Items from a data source

※ ※ ※

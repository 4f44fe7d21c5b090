//! SMTP command builder.

use std::fmt;

use base64::Engine;
use base64::engine::general_purpose::STANDARD;

use crate::types::AuthMechanism;

/// SMTP command.
#[derive(Clone, PartialEq, Eq)]
pub enum Command {
    /// EHLO - Extended greeting
    Ehlo {
        /// Client hostname
        hostname: String,
    },
    /// AUTH - Begin authentication
    Auth {
        /// Authentication mechanism
        mechanism: AuthMechanism,
    },
    /// Base64-encoded answer to an AUTH challenge
    AuthResponse {
        /// Encoded credential value
        encoded: String,
    },
    /// MAIL FROM - Start mail transaction
    MailFrom {
        /// Sender address
        from: String,
    },
    /// RCPT TO - Add recipient
    RcptTo {
        /// Recipient address
        to: String,
    },
    /// DATA - Begin message data
    Data,
    /// QUIT - Close connection
    Quit,
}

impl Command {
    /// Builds an AUTH challenge answer from a plaintext credential.
    #[must_use]
    pub fn auth_response(value: &str) -> Self {
        Self::AuthResponse {
            encoded: STANDARD.encode(value.as_bytes()),
        }
    }

    /// Serializes the command to bytes, including the CRLF terminator.
    #[must_use]
    pub fn serialize(&self) -> Vec<u8> {
        let mut buf = Vec::new();

        match self {
            Self::Ehlo { hostname } => {
                buf.extend_from_slice(b"EHLO ");
                buf.extend_from_slice(hostname.as_bytes());
            }
            Self::Auth { mechanism } => {
                buf.extend_from_slice(b"AUTH ");
                buf.extend_from_slice(mechanism.as_str().as_bytes());
            }
            Self::AuthResponse { encoded } => {
                buf.extend_from_slice(encoded.as_bytes());
            }
            Self::MailFrom { from } => {
                buf.extend_from_slice(b"MAIL FROM:<");
                buf.extend_from_slice(from.as_bytes());
                buf.push(b'>');
            }
            Self::RcptTo { to } => {
                buf.extend_from_slice(b"RCPT TO:<");
                buf.extend_from_slice(to.as_bytes());
                buf.push(b'>');
            }
            Self::Data => {
                buf.extend_from_slice(b"DATA");
            }
            Self::Quit => {
                buf.extend_from_slice(b"QUIT");
            }
        }

        buf.extend_from_slice(b"\r\n");
        buf
    }
}

/// Credentials never reach logs or debug output.
impl fmt::Debug for Command {
    fn fmt(&self, f: &mut fmt::Formatter<'_>) -> fmt::Result {
        match self {
            Self::AuthResponse { .. } => f.write_str("AuthResponse(<redacted>)"),
            Self::Ehlo { hostname } => write!(f, "Ehlo({hostname})"),
            Self::Auth { mechanism } => write!(f, "Auth({})", mechanism.as_str()),
            Self::MailFrom { from } => write!(f, "MailFrom({from})"),
            Self::RcptTo { to } => write!(f, "RcptTo({to})"),
            Self::Data => f.write_str("Data"),
            Self::Quit => f.write_str("Quit"),
        }
    }
}

impl fmt::Display for Command {
    fn fmt(&self, f: &mut fmt::Formatter<'_>) -> fmt::Result {
        match self {
            Self::AuthResponse { .. } => f.write_str("<credentials>"),
            _ => {
                let wire = self.serialize();
                let text = String::from_utf8_lossy(&wire);
                f.write_str(text.trim_end())
            }
        }
    }
}
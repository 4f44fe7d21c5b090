//! MIME content type handling.

use std::fmt;

/// MIME content type with parameters.
#[derive(Debug, Clone, PartialEq, Eq)]
pub struct ContentType {
    /// Main type (e.g., "text", "multipart").
    pub main_type: String,
    /// Subtype (e.g., "plain", "html", "alternative").
    pub sub_type: String,
    /// Parameters in rendering order (e.g., charset=utf-8, boundary=xxx).
    pub parameters: Vec<(String, String)>,
}

impl ContentType {
    /// Creates a new content type.
    #[must_use]
    pub fn new(main_type: impl Into<String>, sub_type: impl Into<String>) -> Self {
        Self {
            main_type: main_type.into(),
            sub_type: sub_type.into(),
            parameters: Vec::new(),
        }
    }

    /// Creates a text/plain content type.
    #[must_use]
    pub fn text_plain() -> Self {
        Self::new("text", "plain").with_parameter("charset", "utf-8")
    }

    /// Creates a text/html content type.
    #[must_use]
    pub fn text_html() -> Self {
        Self::new("text", "html").with_parameter("charset", "utf-8")
    }

    /// Creates a multipart/alternative content type with boundary.
    #[must_use]
    pub fn multipart_alternative(boundary: impl Into<String>) -> Self {
        Self::new("multipart", "alternative").with_parameter("boundary", boundary)
    }

    /// Adds a parameter.
    #[must_use]
    pub fn with_parameter(mut self, key: impl Into<String>, value: impl Into<String>) -> Self {
        self.parameters.push((key.into(), value.into()));
        self
    }

}

impl fmt::Display for ContentType {
    fn fmt(&self, f: &mut fmt::Formatter<'_>) -> fmt::Result {
        let main = &self.main_type;
        let sub = &self.sub_type;
        write!(f, "{main}/{sub}")?;

        for (key, value) in &self.parameters {
            // Boundaries are always quoted; they routinely carry tspecials like '='.
            if key == "boundary"
                || value.contains(|c: char| c.is_whitespace() || "()<>@,;:\\\"/[]?=".contains(c))
            {
                write!(f, "; {key}=\"{value}\"")?;
            } else {
                write!(f, "; {key}={value}")?;
            }
        }

        Ok(())
    }
}
//! Relay configuration.
//!
//! Values are carried as-is: nothing here checks that the host resolves or
//! that credentials are present. Bad values surface as delivery failures.

use std::fmt;
use std::path::Path;
use std::time::Duration;

use serde::{Deserialize, Serialize};

use assetmail_smtp::protocol::DEFAULT_CLIENT_ID;
use assetmail_smtp::{
    CapabilityPolicy, Credentials, DEFAULT_DEADLINE, DEFAULT_PORT, RecipientPolicy,
    SessionOptions,
};

use crate::error::{Result, SubmissionError};

/// Environment variable names read by [`RelayConfig::from_env`].
pub mod env {
    /// Relay hostname.
    pub const HOST: &str = "SMTP_HOST";
    /// Relay port.
    pub const PORT: &str = "SMTP_PORT";
    /// Login username.
    pub const USER: &str = "SMTP_USER";
    /// Login password.
    pub const PASS: &str = "SMTP_PASS";
    /// Sender address.
    pub const FROM: &str = "SMTP_FROM";
    /// Default reply-to address.
    pub const REPLY_TO: &str = "SMTP_REPLY_TO";
}

const fn default_port() -> u16 {
    DEFAULT_PORT
}

fn default_client_id() -> String {
    DEFAULT_CLIENT_ID.to_string()
}

#[allow(clippy::unnecessary_wraps)]
const fn default_deadline_secs() -> Option<u64> {
    Some(DEFAULT_DEADLINE.as_secs())
}

/// Where and how to deliver submissions.
#[derive(Clone, PartialEq, Eq, Serialize, Deserialize)]
pub struct RelayConfig {
    /// Relay hostname.
    #[serde(default)]
    pub host: String,
    /// Relay port (implicit TLS).
    #[serde(default = "default_port")]
    pub port: u16,
    /// Login username.
    #[serde(default)]
    pub username: String,
    /// Login password.
    #[serde(default)]
    pub password: String,
    /// Sender address for every submission.
    #[serde(default)]
    pub sender: String,
    /// Reply-to used when a submission names none.
    #[serde(default, skip_serializing_if = "Option::is_none")]
    pub reply_to: Option<String>,
    /// Name sent with `EHLO`.
    #[serde(default = "default_client_id")]
    pub client_id: String,
    /// Session deadline in seconds. `null` disables it.
    #[serde(default = "default_deadline_secs")]
    pub deadline_secs: Option<u64>,
    /// When the capability phase ends.
    #[serde(default)]
    pub capability_policy: CapabilityPolicy,
    /// How many recipients are declared to the relay.
    #[serde(default)]
    pub recipient_policy: RecipientPolicy,
}

impl Default for RelayConfig {
    fn default() -> Self {
        Self {
            host: String::new(),
            port: DEFAULT_PORT,
            username: String::new(),
            password: String::new(),
            sender: String::new(),
            reply_to: None,
            client_id: default_client_id(),
            deadline_secs: default_deadline_secs(),
            capability_policy: CapabilityPolicy::default(),
            recipient_policy: RecipientPolicy::default(),
        }
    }
}

impl RelayConfig {
    /// Creates a configuration for the given relay host with defaults.
    #[must_use]
    pub fn new(host: impl Into<String>) -> Self {
        Self {
            host: host.into(),
            ..Self::default()
        }
    }

    /// Sets the relay port.
    #[must_use]
    pub const fn port(mut self, port: u16) -> Self {
        self.port = port;
        self
    }

    /// Sets the login credentials.
    #[must_use]
    pub fn credentials(mut self, username: impl Into<String>, password: impl Into<String>) -> Self {
        self.username = username.into();
        self.password = password.into();
        self
    }

    /// Sets the sender address.
    #[must_use]
    pub fn sender(mut self, sender: impl Into<String>) -> Self {
        self.sender = sender.into();
        self
    }

    /// Sets the default reply-to address.
    #[must_use]
    pub fn reply_to(mut self, address: impl Into<String>) -> Self {
        self.reply_to = Some(address.into());
        self
    }

    /// Sets the `EHLO` client name.
    #[must_use]
    pub fn client_id(mut self, client_id: impl Into<String>) -> Self {
        self.client_id = client_id.into();
        self
    }

    /// Sets the session deadline. `None` waits forever.
    #[must_use]
    pub fn deadline(mut self, deadline: Option<Duration>) -> Self {
        self.deadline_secs = deadline.map(|d| d.as_secs());
        self
    }

    /// Sets the capability policy.
    #[must_use]
    pub const fn capability_policy(mut self, policy: CapabilityPolicy) -> Self {
        self.capability_policy = policy;
        self
    }

    /// Sets the recipient policy.
    #[must_use]
    pub const fn recipient_policy(mut self, policy: RecipientPolicy) -> Self {
        self.recipient_policy = policy;
        self
    }

    /// Reads the configuration from the process environment.
    ///
    /// Unset variables become empty strings; an unset or unparsable port
    /// falls back to 465.
    #[must_use]
    pub fn from_env() -> Self {
        Self::from_lookup(|name| std::env::var(name).ok())
    }

    /// Builds the configuration from an arbitrary variable lookup.
    #[must_use]
    pub fn from_lookup<F>(lookup: F) -> Self
    where
        F: Fn(&str) -> Option<String>,
    {
        let var = |name: &str| lookup(name).unwrap_or_default();

        let port = match lookup(env::PORT) {
            Some(raw) => raw.trim().parse().unwrap_or_else(|_| {
                tracing::warn!(
                    "Ignoring unparsable {}={:?}, using {}",
                    env::PORT,
                    raw,
                    DEFAULT_PORT
                );
                DEFAULT_PORT
            }),
            None => DEFAULT_PORT,
        };

        Self {
            host: var(env::HOST),
            port,
            username: var(env::USER),
            password: var(env::PASS),
            sender: var(env::FROM),
            reply_to: lookup(env::REPLY_TO).filter(|v| !v.is_empty()),
            ..Self::default()
        }
    }

    /// Loads the configuration from a JSON file.
    ///
    /// # Errors
    ///
    /// Returns an error if the file cannot be read or is not valid JSON.
    pub fn from_file<P: AsRef<Path>>(path: P) -> Result<Self> {
        let path = path.as_ref();
        let content = std::fs::read_to_string(path)?;
        let config = serde_json::from_str(&content)
            .map_err(|e| SubmissionError::Config(format!("{}: {e}", path.display())))?;
        tracing::info!("Loaded relay configuration from {}", path.display());
        Ok(config)
    }

    /// Relay address and login for a session.
    #[must_use]
    pub fn session_credentials(&self) -> Credentials {
        Credentials::new(
            self.host.as_str(),
            self.port,
            self.username.as_str(),
            self.password.as_str(),
        )
    }

    /// Session behaviour derived from this configuration.
    #[must_use]
    pub fn session_options(&self) -> SessionOptions {
        SessionOptions {
            client_id: self.client_id.clone(),
            deadline: self.deadline_secs.map(Duration::from_secs),
            capability_policy: self.capability_policy,
            recipient_policy: self.recipient_policy,
        }
    }
}

impl fmt::Debug for RelayConfig {
    fn fmt(&self, f: &mut fmt::Formatter<'_>) -> fmt::Result {
        f.debug_struct("RelayConfig")
            .field("host", &self.host)
            .field("port", &self.port)
            .field("username", &self.username)
            .field("password", &"<redacted>")
            .field("sender", &self.sender)
            .field("reply_to", &self.reply_to)
            .field("client_id", &self.client_id)
            .field("deadline_secs", &self.deadline_secs)
            .field("capability_policy", &self.capability_policy)
            .field("recipient_policy", &self.recipient_policy)
            .finish()
    }
}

※ ※ ※

__Your goal__:
When you reach the line containing "pub fn client_id(mut" in the data above, start copying exactly, and stop after the line containing "pub fn from_env()".

__Your solution__:
    pub fn client_id(mut self, client_id: impl Into<String>) -> Self {
        self.client_id = client_id.into();
        self
    }

    /// Sets the session deadline. `None` waits forever.
    #[must_use]
    pub fn deadline(mut self, deadline: Option<Duration>) -> Self {
        self.deadline_secs = deadline.map(|d| d.as_secs());
        self
    }

    /// Sets the capability policy.
    #[must_use]
    pub const fn capability_policy(mut self, policy: CapabilityPolicy) -> Self {
        self.capability_policy = policy;
        self
    }

    /// Sets the recipient policy.
    #[must_use]
    pub const fn recipient_policy(mut self, policy: RecipientPolicy) -> Self {
        self.recipient_policy = policy;
        self
    }

    /// Reads the configuration from the process environment.
    ///
    /// Unset variables become empty strings; an unset or unparsable port
    /// falls back to 465.
    #[must_use]
    pub fn from_env() -> Self {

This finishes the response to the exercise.